Moreover, Odinga ignores the scorched-earth warfare that began in earnest in Western Upper Nile and adjacent regions in 1997—and is directly related to oil development. The brutal realities of this scorched-earth war in the oil regions have been documented by a succession of UN Special Rapporteurs for Sudan, as well as numerous human rights groups whose assessments have authoritatively chronicled the devastating consequences of oil development.
Not content with one facile and erroneous justification for importing Sudanese crude, Odinga is reported by The East Africa Standard (Nairobi) as saying that “critics of the oil deal [are] not genuine and fair. He said that Kenya and Sudan have been promoting bilateral trade and cited the ongoing importation of sugar from Sudan. ‘We import sugar from Sudan. Why don’t they call it blood sugar?'” (January 8, 2002).
Again, it’s hard to judge whether Odinga’s cynicism or ignorance is greater. Sugar production in Sudan has had none of the destructive consequences associated with oil development, nor do revenues from its production prolong the war, as oil revenues clearly do. To be sure, any commercial ties with the Khartoum regime that legitimate its tyrannical rule, any revenues that help insulate the National Islamic Front from international pressure to negotiate a just peace, are morally compromised. But the unwillingness or inability to distinguish oil production and exports from sugar production and exports reveals a bankrupt attitude toward Sudan’s catastrophic civil war, and the economic realities sustaining that war.
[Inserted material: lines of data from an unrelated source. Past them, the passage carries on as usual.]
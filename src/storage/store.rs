use std::fs;
use std::io::Write;
use std::path::{Path, PathBuf};
use std::sync::{Mutex, MutexGuard};

use serde::de::DeserializeOwned;
use tempfile::NamedTempFile;

use super::types::*;
use crate::error::{Error, Result};

const CONFIG_FILE: &str = "config.toml";
const CREDENTIALS_FILE: &str = "credentials.json";
const SIMULATED_FILE: &str = "simulated.json";

/// Overrides the state directory (normally `$CONFIG_DIR/sheetgate`).
pub const HOME_ENV: &str = "SHEETGATE_HOME";

/// File-backed profile state shared by every process pointed at the same
/// directory.
pub struct StateStore {
    root: PathBuf,
    config_path: PathBuf,
    credentials_path: PathBuf,
    simulated_path: PathBuf,
    // Serializes read-modify-write cycles within this process.
    write_lock: Mutex<()>,
}

impl StateStore {
    pub fn new() -> Result<Self> {
        let root = match std::env::var_os(HOME_ENV) {
            Some(dir) => PathBuf::from(dir),
            None => dirs::config_dir().ok_or(Error::NoConfigDir)?.join("sheetgate"),
        };
        Self::open(root)
    }

    pub fn open(root: impl Into<PathBuf>) -> Result<Self> {
        let root = root.into();
        fs::create_dir_all(&root)?;

        Ok(Self {
            config_path: root.join(CONFIG_FILE),
            credentials_path: root.join(CREDENTIALS_FILE),
            simulated_path: root.join(SIMULATED_FILE),
            root,
            write_lock: Mutex::new(()),
        })
    }

    pub fn root(&self) -> &Path {
        &self.root
    }

    // -- Config (no secrets) --------------------------------------------------

    pub fn load_config(&self) -> Result<Config> {
        if !self.config_path.exists() {
            return Ok(Config::default());
        }
        let contents = fs::read_to_string(&self.config_path)?;
        Ok(toml::from_str(&contents)?)
    }

    pub fn update_config<F>(&self, f: F) -> Result<()>
    where
        F: FnOnce(&mut Config),
    {
        let _guard = self.lock();
        let mut config = self.load_config()?;
        f(&mut config);
        let contents = toml::to_string_pretty(&config)?;
        write_replace(&self.config_path, contents.as_bytes(), false)
    }

    // -- Credentials (secrets, 0600) ------------------------------------------

    pub fn load_credentials(&self) -> Result<CredentialsFile> {
        load_json(&self.credentials_path)
    }

    pub fn update_credentials<F>(&self, f: F) -> Result<()>
    where
        F: FnOnce(&mut CredentialsFile),
    {
        let _guard = self.lock();
        let mut creds = self.load_credentials()?;
        f(&mut creds);
        let contents = serde_json::to_string_pretty(&creds)?;
        write_replace(&self.credentials_path, contents.as_bytes(), true)
    }

    // -- Simulated append log -------------------------------------------------

    pub fn load_simulated(&self) -> Result<SimulatedLog> {
        load_json(&self.simulated_path)
    }

    pub fn update_simulated<F, T>(&self, f: F) -> Result<T>
    where
        F: FnOnce(&mut SimulatedLog) -> T,
    {
        let _guard = self.lock();
        let mut log = self.load_simulated()?;
        let out = f(&mut log);
        let contents = serde_json::to_string_pretty(&log)?;
        write_replace(&self.simulated_path, contents.as_bytes(), false)?;
        Ok(out)
    }

    fn lock(&self) -> MutexGuard<'_, ()> {
        self.write_lock.lock().unwrap_or_else(|e| e.into_inner())
    }
}

fn load_json<T: DeserializeOwned + Default>(path: &Path) -> Result<T> {
    if !path.exists() {
        return Ok(T::default());
    }
    let contents = fs::read_to_string(path)?;
    Ok(serde_json::from_str(&contents)?)
}

/// Write via a uniquely named temp file in the same directory and rename,
/// so readers and concurrent writers in other processes never see a
/// half-written file.
fn write_replace(path: &Path, contents: &[u8], private: bool) -> Result<()> {
    let dir = path.parent().unwrap_or_else(|| Path::new("."));
    let mut tmp = NamedTempFile::new_in(dir)?;
    tmp.write_all(contents)?;
    tmp.as_file().sync_all()?;

    #[cfg(unix)]
    {
        use std::os::unix::fs::PermissionsExt;
        let mode = if private { 0o600 } else { 0o644 };
        tmp.as_file()
            .set_permissions(fs::Permissions::from_mode(mode))?;
    }
    #[cfg(not(unix))]
    let _ = private;

    tmp.persist(path).map_err(|e| e.error)?;
    Ok(())
}

#[cfg(test)]
mod tests {
    use super::*;
    use chrono::Utc;

    #[test]
    fn missing_files_load_as_defaults() {
        let dir = tempfile::tempdir().unwrap();
        let store = StateStore::open(dir.path()).unwrap();
        assert!(store.load_config().unwrap().spreadsheet_id.is_none());
        assert!(store.load_credentials().unwrap().tokens.is_none());
        assert!(store.load_simulated().unwrap().ranges.is_empty());
    }

    #[test]
    fn updates_round_trip_through_disk() {
        let dir = tempfile::tempdir().unwrap();
        let store = StateStore::open(dir.path()).unwrap();

        store
            .update_config(|c| c.spreadsheet_id = Some("sheet-1".into()))
            .unwrap();
        store
            .update_credentials(|c| {
                c.api_key = Some("AIzaKey".into());
                c.tokens = Some(TokenPair {
                    access_token: "a".into(),
                    refresh_token: Some("r".into()),
                    token_type: "Bearer".into(),
                    scope: "s".into(),
                    expires_at: Utc::now(),
                });
            })
            .unwrap();

        let reopened = StateStore::open(dir.path()).unwrap();
        assert_eq!(
            reopened.load_config().unwrap().spreadsheet_id.as_deref(),
            Some("sheet-1")
        );
        let creds = reopened.load_credentials().unwrap();
        assert_eq!(creds.api_key.as_deref(), Some("AIzaKey"));
        assert_eq!(creds.tokens.unwrap().access_token, "a");
        assert!(!dir.path().join("credentials.tmp").exists());
    }

    // Separate stores stand in for separate processes: no shared mutex.
    #[test]
    fn concurrent_writers_never_corrupt_the_file() {
        let dir = tempfile::tempdir().unwrap();
        let handles: Vec<_> = (0..4)
            .map(|writer| {
                let root = dir.path().to_path_buf();
                std::thread::spawn(move || {
                    let store = StateStore::open(root).unwrap();
                    for i in 0..25 {
                        store
                            .update_credentials(|c| c.api_key = Some(format!("AIza-{writer}-{i}")))
                            .unwrap();
                        store.load_credentials().unwrap();
                    }
                })
            })
            .collect();
        for handle in handles {
            handle.join().unwrap();
        }

        let store = StateStore::open(dir.path()).unwrap();
        assert!(store.load_credentials().unwrap().api_key.is_some());
        let names: Vec<_> = fs::read_dir(dir.path())
            .unwrap()
            .map(|e| e.unwrap().file_name().into_string().unwrap())
            .collect();
        assert_eq!(names, vec![CREDENTIALS_FILE.to_string()]);
    }

    #[cfg(unix)]
    #[test]
    fn credentials_file_is_owner_only() {
        use std::os::unix::fs::PermissionsExt;

        let dir = tempfile::tempdir().unwrap();
        let store = StateStore::open(dir.path()).unwrap();
        store.update_credentials(|c| c.api_key = Some("k".into())).unwrap();

        let mode = fs::metadata(dir.path().join(CREDENTIALS_FILE))
            .unwrap()
            .permissions()
            .mode();
        assert_eq!(mode & 0o777, 0o600);
    }

    #[test]
    fn update_simulated_returns_closure_value() {
        let dir = tempfile::tempdir().unwrap();
        let store = StateStore::open(dir.path()).unwrap();
        let len = store
            .update_simulated(|log| {
                let rows = log.ranges.entry("k".into()).or_default();
                rows.push(vec!["x".into()]);
                rows.len()
            })
            .unwrap();
        assert_eq!(len, 1);
    }
}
It is difficult not to see a conflict of interest if Kenya maintains the chairmanship of the IGAD secretariat that is attempting to negotiate peace for Sudan at the same time it is sustaining Khartoum through the importing of crude oil. Kenya’s largely self-inflicted economic woes seem to have overcome all scruples in dealing with an oil-flush Khartoum. If so, the usefulness of their role in leading the peace process has been seriously called into question.